Does that make the work little more than a cleverly irreverent parody? It might, were it not for its ramified place within Sachs’s own aesthetic and symbolic preoccupations one being the central place that hand-held power tools occupy in both his life and imag-ination, these extensions of the body that confer greater reach and strength on the unaided human anatomy. This allusion would be at the scale of Sachs the driven builder, the artist who has fashioned his entire working environment with his own hands and craft acumen. On a pedestal. however. the implement leaves literal size and function behind for the space of fiction, wherein it can assume any implied scale or magnitude of referent. In the company of multiple overt references to space exploration, this complicated vertical tube engineered to expel gases from its tail conjures both Brancusi and a rocket poised to lift a payload beyond the grip of Earth’s gravity.

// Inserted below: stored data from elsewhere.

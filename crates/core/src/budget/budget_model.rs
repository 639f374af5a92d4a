//! Budget domain models.

use rust_decimal::Decimal;
use serde::{Deserialize, Serialize};

/// Immutable snapshot of one budget category for a period.
#[derive(Debug, Clone, Serialize, Deserialize, PartialEq)]
#[serde(rename_all = "camelCase")]
pub struct BudgetCategorySnapshot {
    /// Amount allocated to the category. Non-negative by caller precondition.
    pub budgeted: Decimal,
    /// Amount spent so far. Non-negative and unbounded; may exceed
    /// `budgeted`.
    pub spent: Decimal,
}

/// Coarse category status at the dashboard's warning thresholds.
#[derive(Debug, Clone, Copy, PartialEq, Eq, Serialize, Deserialize)]
#[serde(rename_all = "SCREAMING_SNAKE_CASE")]
pub enum BudgetStatus {
    OnTrack,
    Warning,
    OverBudget,
}

/// Utilization of a single category.
#[derive(Debug, Clone, Serialize, Deserialize, PartialEq)]
#[serde(rename_all = "camelCase")]
pub struct CategoryUtilization {
    /// Spent as a percentage of budgeted. A zero budget is 0% utilized
    /// regardless of spend.
    pub utilization_percent: Decimal,
    /// Budgeted minus spent; negative when over budget.
    pub remaining: Decimal,
    /// Whether spend strictly exceeds the allocation.
    pub is_over_budget: bool,
    pub status: BudgetStatus,
}

/// Aggregate across a set of categories.
#[derive(Debug, Clone, Serialize, Deserialize, PartialEq)]
#[serde(rename_all = "camelCase")]
pub struct BudgetSummary {
    pub total_budgeted: Decimal,
    pub total_spent: Decimal,
    pub total_remaining: Decimal,
}
//! Projection module - compound balance projection over discrete periods.

mod projection_calculator;
mod projection_model;


pub use projection_calculator::{
    periodic_rate_from_annual_percent, project_balance, project_series,
};
pub use projection_model::ProjectionInput;
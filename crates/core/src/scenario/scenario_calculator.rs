//! Time-to-goal evaluation across candidate contribution levels.

use rust_decimal::prelude::ToPrimitive;
use rust_decimal::Decimal;

use crate::constants::{
    SCENARIO_AGGRESSIVE_FRACTION, SCENARIO_CONSERVATIVE_FRACTION, SCENARIO_MODERATE_FRACTION,
};

use super::scenario_model::{PeriodsToGoal, ScenarioCandidate, ScenarioOutcome};

/// Computes time-to-goal for each candidate, preserving input order.
///
/// The dashboard displays scenarios in their fixed conservative/moderate/
/// aggressive order, never sorted by speed.
pub fn rank_scenarios(
    target: Decimal,
    current: Decimal,
    candidates: &[ScenarioCandidate],
) -> Vec<ScenarioOutcome> {
    let remaining = (target - current).max(Decimal::ZERO);

    candidates
        .iter()
        .map(|candidate| ScenarioOutcome {
            label: candidate.label.clone(),
            monthly_amount: candidate.monthly_amount,
            periods_to_goal: periods_to_goal(remaining, candidate.monthly_amount),
        })
        .collect()
}

fn periods_to_goal(remaining: Decimal, monthly_amount: Decimal) -> PeriodsToGoal {
    if monthly_amount <= Decimal::ZERO {
        return PeriodsToGoal::Unreachable;
    }

    let periods = (remaining / monthly_amount).ceil();
    // Saturates for absurdly distant goals; still display-safe.
    PeriodsToGoal::Reachable(periods.to_u32().unwrap_or(u32::MAX))
}

/// The dashboard's stock candidate ladder: conservative, moderate, and
/// aggressive fractions of disposable income.
pub fn default_candidates(disposable_income: Decimal) -> Vec<ScenarioCandidate> {
    vec![
        ScenarioCandidate {
            label: "Conservative (Save 50% of disposable income)".to_string(),
            monthly_amount: disposable_income * SCENARIO_CONSERVATIVE_FRACTION,
        },
        ScenarioCandidate {
            label: "Moderate (Save 70% of disposable income)".to_string(),
            monthly_amount: disposable_income * SCENARIO_MODERATE_FRACTION,
        },
        ScenarioCandidate {
            label: "Aggressive (Save 90% of disposable income)".to_string(),
            monthly_amount: disposable_income * SCENARIO_AGGRESSIVE_FRACTION,
        },
    ]
}

#[cfg(test)]
mod tests {
    use super::*;
    use rust_decimal_macros::dec;
    use serde_json::json;

    fn candidate(label: &str, monthly_amount: Decimal) -> ScenarioCandidate {
        ScenarioCandidate {
            label: label.to_string(),
            monthly_amount,
        }
    }

    #[test]
    fn test_zero_contribution_is_unreachable() {
        let outcomes = rank_scenarios(dec!(15000), dec!(3200), &[candidate("A", dec!(0))]);

        assert_eq!(outcomes.len(), 1);
        assert_eq!(outcomes[0].periods_to_goal, PeriodsToGoal::Unreachable);
    }

    #[test]
    fn test_negative_contribution_is_unreachable() {
        let outcomes = rank_scenarios(dec!(5000), dec!(0), &[candidate("A", dec!(-100))]);

        assert_eq!(outcomes[0].periods_to_goal, PeriodsToGoal::Unreachable);
    }

    #[test]
    fn test_exact_division() {
        let outcomes = rank_scenarios(dec!(10000), dec!(0), &[candidate("B", dec!(500))]);

        assert_eq!(outcomes[0].periods_to_goal, PeriodsToGoal::Reachable(20));
    }

    #[test]
    fn test_partial_period_rounds_up() {
        let outcomes = rank_scenarios(dec!(1000), dec!(0), &[candidate("C", dec!(300))]);

        assert_eq!(outcomes[0].periods_to_goal, PeriodsToGoal::Reachable(4));
    }

    #[test]
    fn test_already_met_goal_needs_zero_periods() {
        let outcomes = rank_scenarios(dec!(1000), dec!(2500), &[candidate("D", dec!(100))]);

        assert_eq!(outcomes[0].periods_to_goal, PeriodsToGoal::Reachable(0));
    }

    #[test]
    fn test_input_order_is_preserved() {
        let candidates = vec![
            candidate("slow", dec!(10)),
            candidate("never", dec!(0)),
            candidate("fast", dec!(1000)),
        ];

        let outcomes = rank_scenarios(dec!(2000), dec!(0), &candidates);

        let labels: Vec<&str> = outcomes.iter().map(|o| o.label.as_str()).collect();
        assert_eq!(labels, vec!["slow", "never", "fast"]);
        assert_eq!(outcomes[0].periods_to_goal, PeriodsToGoal::Reachable(200));
        assert_eq!(outcomes[1].periods_to_goal, PeriodsToGoal::Unreachable);
        assert_eq!(outcomes[2].periods_to_goal, PeriodsToGoal::Reachable(2));
    }

    #[test]
    fn test_default_candidates_ladder() {
        let candidates = default_candidates(dec!(2420.45));

        assert_eq!(candidates.len(), 3);
        assert_eq!(candidates[0].monthly_amount, dec!(1210.225));
        assert_eq!(candidates[1].monthly_amount, dec!(1694.315));
        assert_eq!(candidates[2].monthly_amount, dec!(2178.405));
        assert!(candidates[0].label.starts_with("Conservative"));
        assert!(candidates[1].label.starts_with("Moderate"));
        assert!(candidates[2].label.starts_with("Aggressive"));
    }

    #[test]
    fn test_periods_to_goal_serialization() {
        let reachable = serde_json::to_value(PeriodsToGoal::Reachable(20)).unwrap();
        let unreachable = serde_json::to_value(PeriodsToGoal::Unreachable).unwrap();

        assert_eq!(reachable, json!(20));
        assert_eq!(unreachable, json!("unreachable"));
    }

    #[test]
    fn test_periods_to_goal_deserialization() {
        let reachable: PeriodsToGoal = serde_json::from_value(json!(20)).unwrap();
        let unreachable: PeriodsToGoal = serde_json::from_value(json!("unreachable")).unwrap();

        assert_eq!(reachable, PeriodsToGoal::Reachable(20));
        assert_eq!(unreachable, PeriodsToGoal::Unreachable);
        assert!(unreachable.is_unreachable());
    }
}
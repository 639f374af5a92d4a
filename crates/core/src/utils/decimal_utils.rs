//! Decimal boundary conversions.
//!
//! Everything inside the engine is `rust_decimal::Decimal`, which cannot
//! represent NaN or infinity. Callers holding binary floats or raw form
//! input convert here; garbage is rejected with a typed error instead of
//! propagating into a calculation.

use rust_decimal::prelude::FromPrimitive;
use rust_decimal::Decimal;

use crate::errors::{Result, ValidationError};

/// Converts a caller-supplied `f64` into a `Decimal`.
///
/// Rejects NaN and infinities; values beyond `Decimal`'s representable
/// range are also rejected.
pub fn decimal_from_f64(value: f64) -> Result<Decimal> {
    if !value.is_finite() {
        return Err(ValidationError::NonFinite(value).into());
    }
    Decimal::from_f64(value).ok_or_else(|| ValidationError::NonFinite(value).into())
}

/// Parses a decimal amount from user-entered text.
pub fn parse_amount(input: &str) -> Result<Decimal> {
    let trimmed = input.trim();
    if trimmed.is_empty() {
        return Err(ValidationError::InvalidInput("empty amount".to_string()).into());
    }
    Ok(Decimal::from_str_exact(trimmed)?)
}

#[cfg(test)]
mod tests {
    use super::*;
    use rust_decimal_macros::dec;

    #[test]
    fn test_finite_value_converts() {
        assert_eq!(decimal_from_f64(4875.83).unwrap(), dec!(4875.83));
    }

    #[test]
    fn test_nan_is_rejected() {
        assert!(decimal_from_f64(f64::NAN).is_err());
    }

    #[test]
    fn test_infinity_is_rejected() {
        assert!(decimal_from_f64(f64::INFINITY).is_err());
        assert!(decimal_from_f64(f64::NEG_INFINITY).is_err());
    }

    #[test]
    fn test_parse_amount() {
        assert_eq!(parse_amount("983.33").unwrap(), dec!(983.33));
        assert_eq!(parse_amount("  15000 ").unwrap(), dec!(15000));
    }

    #[test]
    fn test_parse_amount_rejects_garbage() {
        assert!(parse_amount("12,5").is_err());
        assert!(parse_amount("abc").is_err());
        assert!(parse_amount("").is_err());
        assert!(parse_amount("   ").is_err());
    }
}
//! Calendar helpers for deriving compounding periods from deadline dates.
//!
//! The engine has no clock dependency; callers pass their own "today" and
//! feed the derived period counts into the calculators.

use chrono::NaiveDate;

use crate::constants::{DAYS_PER_MONTH_APPROX, DAYS_PER_YEAR_APPROX};

/// Coarse time-remaining bucket for a goal deadline.
#[derive(Debug, Clone, Copy, PartialEq, Eq)]
pub enum TimeRemaining {
    Overdue,
    Today,
    Days(u32),
    Months(u32),
    Years(u32),
}

/// Number of whole compounding periods (months) between `today` and
/// `deadline`.
///
/// Uses the 30-day month approximation, rounding up, and clamps to at least
/// one period so a past or same-day deadline never produces a division by
/// zero downstream.
pub fn periods_until(today: NaiveDate, deadline: NaiveDate) -> u32 {
    let days = (deadline - today).num_days();
    if days <= 0 {
        return 1;
    }
    let months = (days + DAYS_PER_MONTH_APPROX - 1) / DAYS_PER_MONTH_APPROX;
    months as u32
}

/// Classifies the distance to a deadline into the dashboard's display
/// buckets.
pub fn classify_time_remaining(today: NaiveDate, deadline: NaiveDate) -> TimeRemaining {
    let days = (deadline - today).num_days();

    if days < 0 {
        TimeRemaining::Overdue
    } else if days == 0 {
        TimeRemaining::Today
    } else if days < DAYS_PER_MONTH_APPROX {
        TimeRemaining::Days(days as u32)
    } else if days < DAYS_PER_YEAR_APPROX {
        TimeRemaining::Months((days / DAYS_PER_MONTH_APPROX) as u32)
    } else {
        TimeRemaining::Years((days / DAYS_PER_YEAR_APPROX) as u32)
    }
}
use rust_decimal::Decimal;
use rust_decimal_macros::dec;

/// Utilization percentage at which a category is flagged as nearing its budget.
pub const BUDGET_WARNING_THRESHOLD: Decimal = dec!(80);

/// Utilization percentage at which a category has consumed its budget.
pub const BUDGET_OVER_THRESHOLD: Decimal = dec!(100);

/// Savings-rate thresholds for the financial health rating, in percent.
pub const HEALTH_EXCELLENT_THRESHOLD: Decimal = dec!(20);
pub const HEALTH_GOOD_THRESHOLD: Decimal = dec!(15);
pub const HEALTH_FAIR_THRESHOLD: Decimal = dec!(10);

/// Absolute month-over-month expense change, in percent, inside which
/// spending is considered stable.
pub const TREND_STABLE_BAND_PERCENT: Decimal = dec!(5);

/// Fractions of disposable income used by the stock scenario ladder.
pub const SCENARIO_CONSERVATIVE_FRACTION: Decimal = dec!(0.5);
pub const SCENARIO_MODERATE_FRACTION: Decimal = dec!(0.7);
pub const SCENARIO_AGGRESSIVE_FRACTION: Decimal = dec!(0.9);

/// Fifty/thirty/twenty budgeting rule fractions.
pub const RULE_NEEDS_FRACTION: Decimal = dec!(0.5);
pub const RULE_WANTS_FRACTION: Decimal = dec!(0.3);
pub const RULE_SAVINGS_FRACTION: Decimal = dec!(0.2);

/// Months of expenses an emergency fund should cover.
pub const EMERGENCY_FUND_MONTHS: u32 = 6;

/// Day-count approximations used when deriving period counts from dates.
pub const DAYS_PER_MONTH_APPROX: i64 = 30;
pub const DAYS_PER_YEAR_APPROX: i64 = 365;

Beyond the homology of shape, then, Brancusi’s condensation of flight into a surrogate solid volume bears an even closer correspondence to Sachs pressing a mock leaf blower into service for the same purpose. In perhaps its best-known version, the top piece finished in gleaming bronze, Bird in Space found itself in the middle of a landmark American legal case as to whether abstract sculpture merited the honorific designation of art at all. Dispatched by Marcel Duchamp from Paris in 1926 to be received by Edward Steichen which is to say, transmitted through the upper echelon of the international avant-garde the work was classified by customs officials in New York as a “manufacture of metal,” under “Kitchen Utensils and Hospital Supplies” and thus subject to a tariff, when importers of fine art paid none.
While this philistine misrecognition provoked high indignation on the part of the artist and his supporters (who successfully appealed), it might agreeably accord with the ambiguities sought by Sachs, where the marks of modest manufacturing are as integral to his aesthetic ambitions as fine-art finish had been to Brancusi. Indeed a levelling of the hierarchy between modes of fabrication provides the baseline for Sachs’s rescuing his admired predecessors from captivity within the confines of the museum, so that their signature devices might again possess some salience for art in the present.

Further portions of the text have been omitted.